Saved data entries

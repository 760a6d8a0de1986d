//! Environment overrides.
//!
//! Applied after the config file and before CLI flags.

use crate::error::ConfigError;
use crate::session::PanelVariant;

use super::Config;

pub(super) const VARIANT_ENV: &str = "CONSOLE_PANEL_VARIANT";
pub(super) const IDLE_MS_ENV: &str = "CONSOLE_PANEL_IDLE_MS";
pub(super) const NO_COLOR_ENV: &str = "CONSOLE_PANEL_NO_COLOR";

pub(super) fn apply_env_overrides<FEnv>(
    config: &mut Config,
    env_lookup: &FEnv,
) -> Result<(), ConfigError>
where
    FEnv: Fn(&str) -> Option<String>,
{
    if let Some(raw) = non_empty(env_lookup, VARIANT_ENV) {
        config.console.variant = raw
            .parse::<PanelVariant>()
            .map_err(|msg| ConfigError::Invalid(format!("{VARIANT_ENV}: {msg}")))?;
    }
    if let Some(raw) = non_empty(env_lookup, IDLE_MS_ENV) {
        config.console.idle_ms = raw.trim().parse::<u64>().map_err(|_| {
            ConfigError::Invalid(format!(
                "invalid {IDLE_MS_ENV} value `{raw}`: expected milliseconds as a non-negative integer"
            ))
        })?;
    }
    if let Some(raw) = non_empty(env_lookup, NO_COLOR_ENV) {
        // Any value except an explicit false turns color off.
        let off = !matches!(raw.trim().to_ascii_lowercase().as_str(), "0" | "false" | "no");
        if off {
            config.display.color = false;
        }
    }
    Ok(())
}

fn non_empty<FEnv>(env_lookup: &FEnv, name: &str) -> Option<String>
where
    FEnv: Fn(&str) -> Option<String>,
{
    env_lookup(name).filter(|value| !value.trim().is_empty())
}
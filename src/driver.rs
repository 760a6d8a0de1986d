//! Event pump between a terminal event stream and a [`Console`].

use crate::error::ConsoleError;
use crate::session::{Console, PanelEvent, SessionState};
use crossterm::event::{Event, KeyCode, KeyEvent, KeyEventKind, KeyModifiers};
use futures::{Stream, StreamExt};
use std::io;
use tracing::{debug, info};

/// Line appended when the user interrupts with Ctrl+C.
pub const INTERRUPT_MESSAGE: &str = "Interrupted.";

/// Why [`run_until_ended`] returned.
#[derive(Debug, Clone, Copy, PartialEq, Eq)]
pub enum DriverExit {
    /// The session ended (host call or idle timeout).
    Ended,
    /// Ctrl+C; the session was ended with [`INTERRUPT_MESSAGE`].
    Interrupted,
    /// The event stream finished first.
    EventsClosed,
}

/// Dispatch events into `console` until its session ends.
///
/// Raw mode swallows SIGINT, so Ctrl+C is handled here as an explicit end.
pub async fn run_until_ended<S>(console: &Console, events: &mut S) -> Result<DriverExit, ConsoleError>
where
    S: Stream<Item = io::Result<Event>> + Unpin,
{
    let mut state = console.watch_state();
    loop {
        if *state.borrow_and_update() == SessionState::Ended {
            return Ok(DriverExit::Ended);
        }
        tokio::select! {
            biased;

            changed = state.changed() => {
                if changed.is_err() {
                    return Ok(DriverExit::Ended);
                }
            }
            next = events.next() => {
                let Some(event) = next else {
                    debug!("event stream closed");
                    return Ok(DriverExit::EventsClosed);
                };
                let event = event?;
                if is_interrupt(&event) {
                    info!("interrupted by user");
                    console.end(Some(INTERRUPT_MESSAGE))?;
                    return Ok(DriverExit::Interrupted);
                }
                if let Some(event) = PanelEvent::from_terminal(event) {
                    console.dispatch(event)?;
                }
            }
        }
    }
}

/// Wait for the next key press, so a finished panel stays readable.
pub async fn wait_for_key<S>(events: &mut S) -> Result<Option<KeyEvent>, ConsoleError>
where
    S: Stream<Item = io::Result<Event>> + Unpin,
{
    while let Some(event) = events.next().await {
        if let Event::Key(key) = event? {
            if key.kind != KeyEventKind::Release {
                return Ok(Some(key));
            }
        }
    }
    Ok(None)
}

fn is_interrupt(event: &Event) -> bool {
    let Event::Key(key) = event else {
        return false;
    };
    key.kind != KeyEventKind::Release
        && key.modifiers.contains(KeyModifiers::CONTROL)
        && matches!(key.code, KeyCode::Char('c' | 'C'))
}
==
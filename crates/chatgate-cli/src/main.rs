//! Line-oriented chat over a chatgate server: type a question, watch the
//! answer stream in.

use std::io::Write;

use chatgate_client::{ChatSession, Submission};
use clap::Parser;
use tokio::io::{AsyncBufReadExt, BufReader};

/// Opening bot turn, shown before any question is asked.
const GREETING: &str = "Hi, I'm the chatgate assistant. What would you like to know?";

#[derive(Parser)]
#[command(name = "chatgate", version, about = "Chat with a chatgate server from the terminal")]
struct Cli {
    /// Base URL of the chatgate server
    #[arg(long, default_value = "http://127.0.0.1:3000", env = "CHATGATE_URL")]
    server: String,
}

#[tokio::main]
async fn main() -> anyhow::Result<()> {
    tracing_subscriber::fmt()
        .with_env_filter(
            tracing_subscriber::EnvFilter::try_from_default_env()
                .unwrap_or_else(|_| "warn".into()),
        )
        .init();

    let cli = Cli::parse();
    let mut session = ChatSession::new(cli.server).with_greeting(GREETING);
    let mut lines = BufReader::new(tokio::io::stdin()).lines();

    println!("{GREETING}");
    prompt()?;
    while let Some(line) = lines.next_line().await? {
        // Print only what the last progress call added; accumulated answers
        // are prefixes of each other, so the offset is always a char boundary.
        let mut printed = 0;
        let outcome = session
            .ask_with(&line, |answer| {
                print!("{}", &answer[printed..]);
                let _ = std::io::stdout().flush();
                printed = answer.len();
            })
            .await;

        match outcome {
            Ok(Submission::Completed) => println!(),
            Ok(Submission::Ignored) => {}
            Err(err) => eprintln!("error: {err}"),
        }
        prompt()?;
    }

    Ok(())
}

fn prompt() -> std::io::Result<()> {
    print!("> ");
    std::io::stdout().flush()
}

## WHAT YOU SHOULD DO
Copy out each line of the data above, exactly, if it lies between the line holding "pub(super) const VARIANT_ENV: &str" and the line holding "pub const INTERRUPT_MESSAGE: &str", inclusive; copy no other line.

## EXERCISE RESPONSE
pub(super) const VARIANT_ENV: &str = "CONSOLE_PANEL_VARIANT";
pub(super) const IDLE_MS_ENV: &str = "CONSOLE_PANEL_IDLE_MS";
pub(super) const NO_COLOR_ENV: &str = "CONSOLE_PANEL_NO_COLOR";

pub(super) fn apply_env_overrides<FEnv>(
    config: &mut Config,
    env_lookup: &FEnv,
) -> Result<(), ConfigError>
where
    FEnv: Fn(&str) -> Option<String>,
{
    if let Some(raw) = non_empty(env_lookup, VARIANT_ENV) {
        config.console.variant = raw
            .parse::<PanelVariant>()
            .map_err(|msg| ConfigError::Invalid(format!("{VARIANT_ENV}: {msg}")))?;
    }
    if let Some(raw) = non_empty(env_lookup, IDLE_MS_ENV) {
        config.console.idle_ms = raw.trim().parse::<u64>().map_err(|_| {
            ConfigError::Invalid(format!(
                "invalid {IDLE_MS_ENV} value `{raw}`: expected milliseconds as a non-negative integer"
            ))
        })?;
    }
    if let Some(raw) = non_empty(env_lookup, NO_COLOR_ENV) {
        // Any value except an explicit false turns color off.
        let off = !matches!(raw.trim().to_ascii_lowercase().as_str(), "0" | "false" | "no");
        if off {
            config.display.color = false;
        }
    }
    Ok(())
}

fn non_empty<FEnv>(env_lookup: &FEnv, name: &str) -> Option<String>
where
    FEnv: Fn(&str) -> Option<String>,
{
    env_lookup(name).filter(|value| !value.trim().is_empty())
}
filename src/driver.rs
repository 760a6d8a0de1986d
//! Event pump between a terminal event stream and a [`Console`].

use crate::error::ConsoleError;
use crate::session::{Console, PanelEvent, SessionState};
use crossterm::event::{Event, KeyCode, KeyEvent, KeyEventKind, KeyModifiers};
use futures::{Stream, StreamExt};
use std::io;
use tracing::{debug, info};

/// Line appended when the user interrupts with Ctrl+C.
pub const INTERRUPT_MESSAGE: &str = "Interrupted.";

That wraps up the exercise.